Give the data again in full. Keep every line the same.

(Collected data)
BEGIN

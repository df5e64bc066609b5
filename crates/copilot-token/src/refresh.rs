//! Background refresh loop
//!
//! Sleeps until the current token's `refresh_at`, exchanges, swaps. Only one
//! exchange is ever in flight because the loop awaits each one before
//! scheduling the next.

use std::sync::Arc;
use std::time::Duration;

use tokio::task::JoinHandle;
use tokio::time::{Instant, sleep_until};
use tokio_util::sync::CancellationToken;
use tracing::{debug, info, warn};

use crate::manager::Shared;

/// Delay before retrying after a failed refresh.
pub const REFRESH_RETRY_DELAY: Duration = Duration::from_secs(15);

pub(crate) fn spawn_refresh_task(shared: Arc<Shared>, shutdown: CancellationToken) -> JoinHandle<()> {
    tokio::spawn(async move {
        let mut next = shared.load().refresh_at;

        loop {
            tokio::select! {
                biased;
                _ = shutdown.cancelled() => break,
                _ = sleep_until(next) => {}
            }

            // A refresh still in flight at shutdown is abandoned
            let outcome = tokio::select! {
                biased;
                _ = shutdown.cancelled() => break,
                r = shared.exchange() => r,
            };

            next = match outcome {
                Ok(token) => {
                    let refresh_at = token.refresh_at;
                    info!(
                        refresh_in_secs = token.refresh_in(Instant::now()).as_secs(),
                        upstream_expires_at = token.upstream_expires_at,
                        "upstream token refreshed"
                    );
                    shared.store(token);
                    metrics::counter!("copilot_token_refresh_total", "result" => "success")
                        .increment(1);
                    refresh_at
                }
                Err(e) => {
                    warn!(
                        error = %e,
                        retry_in_secs = REFRESH_RETRY_DELAY.as_secs(),
                        "upstream token refresh failed, keeping current token"
                    );
                    metrics::counter!("copilot_token_refresh_total", "result" => "failure")
                        .increment(1);
                    Instant::now() + REFRESH_RETRY_DELAY
                }
            };
        }

        debug!("token refresh task stopped");
    })
}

END

- [Worked solution]:
repository df5e64bc066609b5
filename crates/copilot-token/src/refresh.rs
//! Background refresh loop
//!
//! Sleeps until the current token's `refresh_at`, exchanges, swaps. Only one
//! exchange is ever in flight because the loop awaits each one before
//! scheduling the next.

use std::sync::Arc;
use std::time::Duration;

use tokio::task::JoinHandle;
use tokio::time::{Instant, sleep_until};
use tokio_util::sync::CancellationToken;
use tracing::{debug, info, warn};

use crate::manager::Shared;

/// Delay before retrying after a failed refresh.
pub const REFRESH_RETRY_DELAY: Duration = Duration::from_secs(15);

pub(crate) fn spawn_refresh_task(shared: Arc<Shared>, shutdown: CancellationToken) -> JoinHandle<()> {
    tokio::spawn(async move {
        let mut next = shared.load().refresh_at;

        loop {
            tokio::select! {
                biased;
                _ = shutdown.cancelled() => break,
                _ = sleep_until(next) => {}
            }

            // A refresh still in flight at shutdown is abandoned
            let outcome = tokio::select! {
                biased;
                _ = shutdown.cancelled() => break,
                r = shared.exchange() => r,
            };

            next = match outcome {
                Ok(token) => {
                    let refresh_at = token.refresh_at;
                    info!(
                        refresh_in_secs = token.refresh_in(Instant::now()).as_secs(),
                        upstream_expires_at = token.upstream_expires_at,
                        "upstream token refreshed"
                    );
                    shared.store(token);
                    metrics::counter!("copilot_token_refresh_total", "result" => "success")
                        .increment(1);
                    refresh_at
                }
                Err(e) => {
                    warn!(
                        error = %e,
                        retry_in_secs = REFRESH_RETRY_DELAY.as_secs(),
                        "upstream token refresh failed, keeping current token"
                    );
                    metrics::counter!("copilot_token_refresh_total", "result" => "failure")
                        .increment(1);
                    Instant::now() + REFRESH_RETRY_DELAY
                }
            };
        }

        debug!("token refresh task stopped");
    })
}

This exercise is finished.